There are two tricks involved. Firstly, when R (at least R GUI; Eclipse, RStudio, emacs, etc. may require configuration) starts up, by default it will run a function named .First, if that function exists. So our first task is to put those previous lines of code inside that function.

.First <- function()
{
library(myGui)
gui <<- runTheGui()
}


Then, we save that function into an R binary workspace file.

save(.First, file = "~/Desktop/runTheGui.RData")


The second trick is that (assuming your operating system has been configured correctly), double-clicking a .RData file will start R GUI, loading said .RData file, and running the contents of that .First function.

So all the user needs to do is double click the RData file, and the GUI will run.

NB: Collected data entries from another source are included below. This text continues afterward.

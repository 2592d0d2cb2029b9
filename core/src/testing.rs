//! Scripted transport for unit tests.

use std::io::{Read, Write};
use std::sync::atomic::{AtomicUsize, Ordering};
use std::sync::Arc;
use std::time::Duration;

use parking_lot::Mutex;
use url::Url;

use crate::config::SessionConfig;
use crate::error::TransportError;
use crate::http::{HttpRequest, ResponseHead};
use crate::session::SessionManager;
use crate::transport::{TaskEvents, Transport};

type Script = dyn Fn(HttpRequest, &dyn TaskEvents) -> Result<(), TransportError> + Send + Sync;

/// Transport driven by a closure instead of the network.
pub struct FnTransport {
    script: Box<Script>,
    calls: Arc<AtomicUsize>,
}

impl FnTransport {
    pub fn new<F>(script: F) -> Self
    where
        F: Fn(HttpRequest, &dyn TaskEvents) -> Result<(), TransportError> + Send + Sync + 'static,
    {
        Self {
            script: Box::new(script),
            calls: Arc::new(AtomicUsize::new(0)),
        }
    }

    /// Counter of `execute` calls, readable after the transport is moved
    /// into a session.
    pub fn calls(&self) -> Arc<AtomicUsize> {
        Arc::clone(&self.calls)
    }
}

impl Transport for FnTransport {
    fn execute(&self, request: HttpRequest, events: &dyn TaskEvents) -> Result<(), TransportError> {
        self.calls.fetch_add(1, Ordering::SeqCst);
        (self.script)(request, events)
    }
}

/// A session over `transport` that lives for the rest of the test binary.
pub fn leak_session(transport: FnTransport) -> &'static SessionManager {
    leak_session_with(SessionConfig::default(), Arc::new(transport))
}

pub fn leak_session_with(
    config: SessionConfig,
    transport: Arc<dyn Transport>,
) -> &'static SessionManager {
    let session = SessionManager::with_transport(config, transport).expect("test session");
    Box::leak(Box::new(session))
}

/// Start the mock server on a random port; returns its base URL.
pub fn start_mock_server() -> String {
    let std_listener = std::net::TcpListener::bind("127.0.0.1:0").expect("bind");
    let addr = std_listener.local_addr().expect("local addr");
    std_listener.set_nonblocking(true).expect("nonblocking");

    std::thread::spawn(move || {
        let rt = tokio::runtime::Builder::new_current_thread()
            .enable_all()
            .build()
            .expect("mock server runtime");
        rt.block_on(async {
            let listener = tokio::net::TcpListener::from_std(std_listener).expect("listener");
            mock_server::run(listener).await
        })
        .expect("mock server");
    });

    format!("http://{addr}")
}

/// A raw TCP peer that reads one request, writes `reply` and then holds the
/// connection open without sending anything else.
pub fn stalling_peer(reply: &'static str) -> String {
    let listener = std::net::TcpListener::bind("127.0.0.1:0").expect("bind");
    let addr = listener.local_addr().expect("local addr");

    std::thread::spawn(move || {
        let Ok((mut stream, _)) = listener.accept() else {
            return;
        };
        let mut buf = [0u8; 4096];
        let mut seen = Vec::new();
        while !seen.windows(4).any(|w| w == b"\r\n\r\n") {
            match stream.read(&mut buf) {
                Ok(0) | Err(_) => return,
                Ok(n) => seen.extend_from_slice(&buf[..n]),
            }
        }
        let _ = stream.write_all(reply.as_bytes());
        let _ = stream.flush();
        std::thread::sleep(Duration::from_secs(30));
    });

    format!("http://{addr}")
}

/// `TaskEvents` that records what the transport reports and answers every
/// redirect proposal with `allow_redirect`.
pub struct RecordingEvents {
    allow_redirect: bool,
    pub proposals: Mutex<Vec<Url>>,
    pub heads: Mutex<Vec<ResponseHead>>,
    pub body: Mutex<Vec<u8>>,
}

impl RecordingEvents {
    pub fn new(allow_redirect: bool) -> Self {
        Self {
            allow_redirect,
            proposals: Mutex::new(Vec::new()),
            heads: Mutex::new(Vec::new()),
            body: Mutex::new(Vec::new()),
        }
    }
}

impl TaskEvents for RecordingEvents {
    fn is_cancelled(&self) -> bool {
        false
    }

    fn propose_redirect(&self, _response: &ResponseHead, new_url: &Url) -> bool {
        self.proposals.lock().push(new_url.clone());
        self.allow_redirect
    }

    fn response(&self, head: ResponseHead) {
        self.heads.lock().push(head);
    }

    fn data(&self, chunk: Vec<u8>) {
        self.body.lock().extend_from_slice(&chunk);
    }
}

/// Report a final response with `chunks` as its body.
pub fn respond(events: &dyn TaskEvents, status: u16, chunks: &[&str]) {
    events.response(head(status, Vec::new()));
    for chunk in chunks {
        events.data(chunk.as_bytes().to_vec());
    }
}

pub fn head(status: u16, headers: Vec<(String, String)>) -> ResponseHead {
    ResponseHead {
        status,
        url: Url::parse("http://scripted.test/").expect("static url"),
        headers,
    }
}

This is exactly what we wanted, but it has a small drawback in that R GUI isn’t available on all platforms. Also, if you really don’t want users to type things, then you may not want R GUI at all. In that case, using Rscript (as suggested by Dirk Eddelbuettel) is a better solution. Rscript is a little bit like batch mode. It open R in a terminal, runs a script, then closes R again. So for this solution, we need to create a script. This time we don’t need to wrap the contents inside a function. We do need to add something to the end of the script to prevent R closing down once the script has run, such as a check that the window is still open. (Note that since the R console won’t be available this time, this solution isn’t that useful for non-GUI purposes.)

library(myGui)
gui <- runTheGui()
while(isExtant(gui\$win)) Sys.sleep(1)


Now to get the GUI running, you create a shortcut to Rscript, with the script file as an argument. Change the path to R and to the script file as appropriate.

"%ProgramW6432%\R\R-2.15.1\bin\Rscript.exe" "path/to/your/script/runTheGui.R"


And voila! We have a GUI running in R, again from a simple, single double-click, and this time R closes itself down when the GUI closes.